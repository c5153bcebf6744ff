//! Error types for the `domain` layer.
use std::error::Error as StdError;
use std::fmt;

/// Top-level domain error type.
/// Errors are modeled as a tree: this struct is the root, holding an
/// `error_kind` enum describing what went wrong plus the original `source`
/// error when one exists. Lower layers (the data-access backends) construct
/// these directly; the `web` layer reduces the kinds to HTTP status codes
/// without depending on any backend crate.
#[derive(Debug)]
pub struct Error {
    pub source: Option<Box<dyn StdError + Send + Sync>>,
    pub error_kind: DomainErrorKind,
}

/// Major categories of errors that can occur in the `domain` layer.
#[derive(Debug, PartialEq)]
pub enum DomainErrorKind {
    Internal(InternalErrorKind),
    External(ExternalErrorKind),
}

/// Kinds of internal errors: problems with our own data or infrastructure.
#[derive(Debug, PartialEq)]
pub enum InternalErrorKind {
    Entity(EntityErrorKind),
    Other(String),
}

/// Kinds of entity errors bubbling up from the data-access layer.
#[derive(Debug, PartialEq)]
pub enum EntityErrorKind {
    Invalid,
    Store(String),
    Other(String),
}

/// Kinds of external errors: failures of collaborators we call out to.
#[derive(Debug, PartialEq)]
pub enum ExternalErrorKind {
    Network,
    Other(String),
}

impl Error {
    /// An entity-level error with an underlying source.
    pub fn entity(
        kind: EntityErrorKind,
        source: impl StdError + Send + Sync + 'static,
    ) -> Self {
        Error {
            source: Some(Box::new(source)),
            error_kind: DomainErrorKind::Internal(InternalErrorKind::Entity(kind)),
        }
    }

    /// A data-store failure described only by a message.
    pub fn store(message: impl Into<String>) -> Self {
        Error {
            source: None,
            error_kind: DomainErrorKind::Internal(InternalErrorKind::Entity(
                EntityErrorKind::Store(message.into()),
            )),
        }
    }

    pub fn invalid() -> Self {
        Error {
            source: None,
            error_kind: DomainErrorKind::Internal(InternalErrorKind::Entity(
                EntityErrorKind::Invalid,
            )),
        }
    }
}

impl fmt::Display for Error {
    fn fmt(&self, f: &mut fmt::Formatter) -> fmt::Result {
        write!(f, "Domain Error: {self:?}")
    }
}

impl StdError for Error {
    fn source(&self) -> Option<&(dyn StdError + 'static)> {
        self.source
            .as_ref()
            .map(|e| e.as_ref() as &(dyn StdError + 'static))
    }
}
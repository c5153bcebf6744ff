//! Domain layer for the cinegraph API.
//!
//! Holds the movie/people models, the domain error tree, and the repository
//! trait seams that the web layer and the streaming encoder consume. The
//! repositories are capabilities: a backing store (a graph driver, the
//! in-memory reference backend in `graph_api`, a mock in tests) implements
//! them without this crate knowing which one is wired in.

use uuid::Uuid;

pub mod error;
pub mod movie;
pub mod person;
pub mod repository;

pub use error::Error;
pub use movie::Movie;
pub use person::{NewPerson, Person};
pub use repository::{MovieRepository, PeopleRepository};

/// A type alias that represents any entity's internal id field data type.
pub type Id = Uuid;
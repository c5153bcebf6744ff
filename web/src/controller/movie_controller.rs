use axum::body::Body;
use axum::extract::State;
use axum::http::{header, StatusCode};
use axum::response::{IntoResponse, Response};
use futures::StreamExt;
use log::*;

use domain::error::EntityErrorKind;
use service::AppState;
use sse::JsonSerializer;

use crate::Error;

/// GET all movies as a Server-Sent-Events stream, ordered by title.
#[utoipa::path(
    get,
    path = "/api/movies",
    responses(
        (status = 200, description = "Streams every Movie as one `data: <json>` frame, ordered by title", content_type = "text/event-stream", body = [domain::Movie]),
        (status = 500, description = "Internal Server Error")
    )
)]
pub async fn index(State(app_state): State<AppState>) -> Result<impl IntoResponse, Error> {
    debug!("GET all Movies as an event stream");

    let records = app_state
        .movie_repository
        .stream_all_ordered_by_title()
        .map(|record| record.map_err(sse::Error::producer));

    let frames = sse::encode(records, JsonSerializer);

    // The content type is declared once, before any frame bytes are flushed.
    let response = Response::builder()
        .status(StatusCode::OK)
        .header(header::CONTENT_TYPE, sse::TEXT_EVENT_STREAM)
        .body(Body::from_stream(frames))
        .map_err(|e| {
            domain::Error::entity(
                EntityErrorKind::Other("failed to build streaming response".to_string()),
                e,
            )
        })?;

    Ok(response)
}
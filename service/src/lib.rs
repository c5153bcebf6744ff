use std::sync::Arc;

use domain::{MovieRepository, PeopleRepository};
use health::Probe;

use config::Config;

pub mod config;
pub mod logging;

// Service-level state containing only infrastructure concerns.
// Needs to implement Clone to be able to be passed into Router as State.
#[derive(Clone)]
pub struct AppState {
    pub movie_repository: Arc<dyn MovieRepository>,
    pub people_repository: Arc<dyn PeopleRepository>,
    pub health_probe: Probe,
    pub config: Config,
}

impl AppState {
    pub fn new(
        config: Config,
        movie_repository: Arc<dyn MovieRepository>,
        people_repository: Arc<dyn PeopleRepository>,
        health_probe: Probe,
    ) -> Self {
        Self {
            movie_repository,
            people_repository,
            health_probe,
            config,
        }
    }
}
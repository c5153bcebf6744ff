use serde::{Deserialize, Serialize};
use utoipa::ToSchema;

use crate::Id;

/// A person node: an actor, director or anyone else attached to a movie.
#[derive(Debug, Clone, PartialEq, Serialize, Deserialize, ToSchema)]
pub struct Person {
    #[schema(value_type = Uuid)]
    pub id: Id,
    pub name: String,
    #[serde(skip_serializing_if = "Option::is_none")]
    pub born: Option<i32>,
}

/// Parameters for creating a new person. The id is server-generated.
#[derive(Debug, Clone, PartialEq, Serialize, Deserialize, ToSchema)]
pub struct NewPerson {
    pub name: String,
    #[serde(skip_serializing_if = "Option::is_none")]
    pub born: Option<i32>,
}

impl From<NewPerson> for Person {
    fn from(params: NewPerson) -> Self {
        Person {
            id: Id::new_v4(),
            name: params.name,
            born: params.born,
        }
    }
}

→ Prompt:
The data, all of it, should be transcribed exactly.

→ Exercise result:
repository c5153bcebf6744ff
//! Error types for the `domain` layer.
use std::error::Error as StdError;
use std::fmt;

/// Top-level domain error type.
/// Errors are modeled as a tree: this struct is the root, holding an
/// `error_kind` enum describing what went wrong plus the original `source`
/// error when one exists. Lower layers (the data-access backends) construct
/// these directly; the `web` layer reduces the kinds to HTTP status codes
/// without depending on any backend crate.
#[derive(Debug)]
pub struct Error {
    pub source: Option<Box<dyn StdError + Send + Sync>>,
    pub error_kind: DomainErrorKind,
}

/// Major categories of errors that can occur in the `domain` layer.
#[derive(Debug, PartialEq)]
pub enum DomainErrorKind {
    Internal(InternalErrorKind),
    External(ExternalErrorKind),
}

/// Kinds of internal errors: problems with our own data or infrastructure.
#[derive(Debug, PartialEq)]
pub enum InternalErrorKind {
    Entity(EntityErrorKind),
    Other(String),
}

/// Kinds of entity errors bubbling up from the data-access layer.
#[derive(Debug, PartialEq)]
pub enum EntityErrorKind {
    Invalid,
    Store(String),
    Other(String),
}

/// Kinds of external errors: failures of collaborators we call out to.
#[derive(Debug, PartialEq)]
pub enum ExternalErrorKind {
    Network,
    Other(String),
}

impl Error {
    /// An entity-level error with an underlying source.
    pub fn entity(
        kind: EntityErrorKind,
        source: impl StdError + Send + Sync + 'static,
    ) -> Self {
        Error {
            source: Some(Box::new(source)),
            error_kind: DomainErrorKind::Internal(InternalErrorKind::Entity(kind)),
        }
    }

    /// A data-store failure described only by a message.
    pub fn store(message: impl Into<String>) -> Self {
        Error {
            source: None,
            error_kind: DomainErrorKind::Internal(InternalErrorKind::Entity(
                EntityErrorKind::Store(message.into()),
            )),
        }
    }

    pub fn invalid() -> Self {
        Error {
            source: None,
            error_kind: DomainErrorKind::Internal(InternalErrorKind::Entity(
                EntityErrorKind::Invalid,
            )),
        }
    }
}

impl fmt::Display for Error {
    fn fmt(&self, f: &mut fmt::Formatter) -> fmt::Result {
        write!(f, "Domain Error: {self:?}")
    }
}

impl StdError for Error {
    fn source(&self) -> Option<&(dyn StdError + 'static)> {
        self.source
            .as_ref()
            .map(|e| e.as_ref() as &(dyn StdError + 'static))
    }
}
repository c5153bcebf6744ff
//! Domain layer for the cinegraph API.
//!
//! Holds the movie/people models, the domain error tree, and the repository
//! trait seams that the web layer and the streaming encoder consume. The
//! repositories are capabilities: a backing store (a graph driver, the
//! in-memory reference backend in `graph_api`, a mock in tests) implements
//! them without this crate knowing which one is wired in.

use uuid::Uuid;

pub mod error;
pub mod movie;
pub mod person;
pub mod repository;

pub use error::Error;
pub use movie::Movie;
pub use person::{NewPerson, Person};
pub use repository::{MovieRepository, PeopleRepository};

/// A type alias that represents any entity's internal id field data type.
pub type Id = Uuid;
repository c5153bcebf6744ff
filename web/src/controller/movie_controller.rs
use axum::body::Body;
use axum::extract::State;
use axum::http::{header, StatusCode};
use axum::response::{IntoResponse, Response};
use futures::StreamExt;
use log::*;

use domain::error::EntityErrorKind;
use service::AppState;
use sse::JsonSerializer;

use crate::Error;

/// GET all movies as a Server-Sent-Events stream, ordered by title.
#[utoipa::path(
    get,
    path = "/api/movies",
    responses(
        (status = 200, description = "Streams every Movie as one `data: <json>` frame, ordered by title", content_type = "text/event-stream", body = [domain::Movie]),
        (status = 500, description = "Internal Server Error")
    )
)]
pub async fn index(State(app_state): State<AppState>) -> Result<impl IntoResponse, Error> {
    debug!("GET all Movies as an event stream");

    let records = app_state
        .movie_repository
        .stream_all_ordered_by_title()
        .map(|record| record.map_err(sse::Error::producer));

    let frames = sse::encode(records, JsonSerializer);

    // The content type is declared once, before any frame bytes are flushed.
    let response = Response::builder()
        .status(StatusCode::OK)
        .header(header::CONTENT_TYPE, sse::TEXT_EVENT_STREAM)
        .body(Body::from_stream(frames))
        .map_err(|e| {
            domain::Error::entity(
                EntityErrorKind::Other("failed to build streaming response".to_string()),
                e,
            )
        })?;

    Ok(response)
}
filename service/src/lib.rs
repository c5153bcebf6744ff
use std::sync::Arc;

use domain::{MovieRepository, PeopleRepository};
use health::Probe;

use config::Config;

pub mod config;
pub mod logging;

// Service-level state containing only infrastructure concerns.
// Needs to implement Clone to be able to be passed into Router as State.
#[derive(Clone)]
pub struct AppState {
    pub movie_repository: Arc<dyn MovieRepository>,
    pub people_repository: Arc<dyn PeopleRepository>,
    pub health_probe: Probe,
    pub config: Config,
}

impl AppState {
    pub fn new(
        config: Config,
        movie_repository: Arc<dyn MovieRepository>,
        people_repository: Arc<dyn PeopleRepository>,
        health_probe: Probe,
    ) -> Self {
        Self {
            movie_repository,
            people_repository,
            health_probe,
            config,
        }
    }
}
repository c5153bcebf6744ff
use serde::{Deserialize, Serialize};
use utoipa::ToSchema;

use crate::Id;

/// A person node: an actor, director or anyone else attached to a movie.
#[derive(Debug, Clone, PartialEq, Serialize, Deserialize, ToSchema)]
pub struct Person {
    #[schema(value_type = Uuid)]
    pub id: Id,
    pub name: String,
    #[serde(skip_serializing_if = "Option::is_none")]
    pub born: Option<i32>,
}

/// Parameters for creating a new person. The id is server-generated.
#[derive(Debug, Clone, PartialEq, Serialize, Deserialize, ToSchema)]
pub struct NewPerson {
    pub name: String,
    #[serde(skip_serializing_if = "Option::is_none")]
    pub born: Option<i32>,
}

impl From<NewPerson> for Person {
    fn from(params: NewPerson) -> Self {
        Person {
            id: Id::new_v4(),
            name: params.name,
            born: params.born,
        }
    }
}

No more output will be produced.